As I wrote and researched, they grew into a metaphor for modern American life.


Opiate addiction, seems to me, is some kind of final expression of our own destruction of community, our lack of connection across the country – both in poor communities and wealthy ones. cropped-Virgin-of-Guadalupe-dec-12-2012-La-Placita-11.jpg


We exalt consumption and the individual over community and have for a long time now.


These drugs seem to fit that; they turn everyone who abuses them into self-absorbed, lonely hyper-consumers.


The poem below was written by Andrew Smith, one of the thousands of Americans who died in 2014 of a heroin overdose. He was 24.


His mother, Margie Borth, discovered it after his death.

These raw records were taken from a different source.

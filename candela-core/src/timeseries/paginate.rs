use std::future::Future;

use crate::timeseries::merge::{DedupKey, SeriesMerger};
use crate::{Candle, CandelaError};

/// Drive an offset-paginated upstream until `limit` distinct candles are collected.
///
/// `fetch_page` receives the record offset of each page. Offsets start at 0
/// and advance by exactly `page_size`. Paging stops once the deduplicated
/// count reaches `limit`, or a page comes back short or empty. Pages may
/// overlap; duplicates are dropped by `key`, first occurrence winning.
///
/// The result is ascending by `open_time` and holds at most `limit` candles.
///
/// # Errors
/// The first page error aborts pagination and is returned unchanged.
pub async fn fetch_paginated<F, Fut>(
    limit: usize,
    page_size: usize,
    key: DedupKey,
    mut fetch_page: F,
) -> Result<Vec<Candle>, CandelaError>
where
    F: FnMut(usize) -> Fut,
    Fut: Future<Output = Result<Vec<Candle>, CandelaError>>,
{
    if limit == 0 {
        return Ok(Vec::new());
    }
    let page_size = page_size.max(1);
    let mut merger = SeriesMerger::new(key);
    let mut offset = 0usize;

    loop {
        let page = fetch_page(offset).await?;
        let received = page.len();
        let added = merger.extend(page);

        #[cfg(feature = "tracing")]
        tracing::debug!(offset, received, added, total = merger.len(), "page merged");
        #[cfg(not(feature = "tracing"))]
        let _ = added;

        if received == 0 || received < page_size || merger.len() >= limit {
            break;
        }
        offset += page_size;
    }

    Ok(merger.finish(limit))
}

“There were several writings, this one is about scoring heroin and the lonely world that became his life,” she wrote, sending me the poem. “His brilliance still shines in his dark, sad words. His best friend described this as `hauntingly beautiful.’  I knew nothing of his addiction until just five weeks before he died. I was in a blur of grief when I first read it.  But now I do see the beauty of his writing.  I miss him so much, just like the thousands of other parents who are thrown into this nightmare. “


Simulate the Static


by Andrew Smith


____


The waiting, oh god


The waiting


The parking lots, the bathrooms, the empty parks that close after dark


The driveways, the bus stops, the car backseats


The posh bank lobbies, flea bag motel rooms, gas station pumps


Oak trees, palms, and retention ponds meant to beautify


The ditches, the swamps, and one off dead roads that lead to nowhere


And the loneliness of that trap.


The broken windows,


The made for TV dinners


The busted speakers blaring bass on a burner cell phone


The children going hungry, ignored in the corner


Staring at a broken television; simulating static.


The characters


The hangers-on, the worn out, the washed up


The good, the bad, the ugly


and the pretty young white girls with the blank eyes


Staring in awe at this newfound world.


The sun is setting and it’s starting to rain


My eyes are closed and I’m wishing I’m somewhere else.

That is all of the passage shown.